PROBLEM:
Every line with the string "preservation" in it belongs in your answer, so copy them all from the data.

START EXTRACTED RECORDS

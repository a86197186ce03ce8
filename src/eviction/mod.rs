// Copyright (c) 2025-2026 Adrian Robinson. Licensed under the AGPL-3.0.
// See LICENSE file in the project root for full license text.

//! Quota-governed eviction (self-preservation).
//!
//! Removals caused by a source failing, its lease expiring or an explicit
//! `evict_all_except` are never applied directly. They are queued and
//! drained only as the quota keeper grants permits, so a network partition
//! that silences many sources at once cannot empty the registry.
//!
//! # Architecture
//!
//! ```text
//! ┌──────────────────────────────────────────────────────────────┐
//! │                    Eviction Module                           │
//! ├──────────────────────────────────────────────────────────────┤
//! │  queue.rs   - FIFO of pending removals                       │
//! │  └─ EvictionItem: instance + source + enqueue time           │
//! │  └─ cancellation on fresh registration                       │
//! ├──────────────────────────────────────────────────────────────┤
//! │  quota.rs   - permit accounting                              │
//! │  └─ EvictionQuotaKeeper: (expected, current) → permits       │
//! │  └─ size feed from the data store (watch channel)            │
//! │  └─ self-preservation state                                  │
//! └──────────────────────────────────────────────────────────────┘
//! ```
//!
//! The registry's writer drives both: it enqueues, requests permits, and
//! drains one queued item per permit after every mutation.

pub mod queue;
pub mod quota;

pub use queue::{EvictionItem, EvictionQueue};
pub use quota::{is_eviction_allowed, EvictionQuotaKeeper};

END EXTRACTED RECORDS

SOLUTION FOR THIS EXERCISE:
//! Quota-governed eviction (self-preservation).
//! │  └─ self-preservation state                                  │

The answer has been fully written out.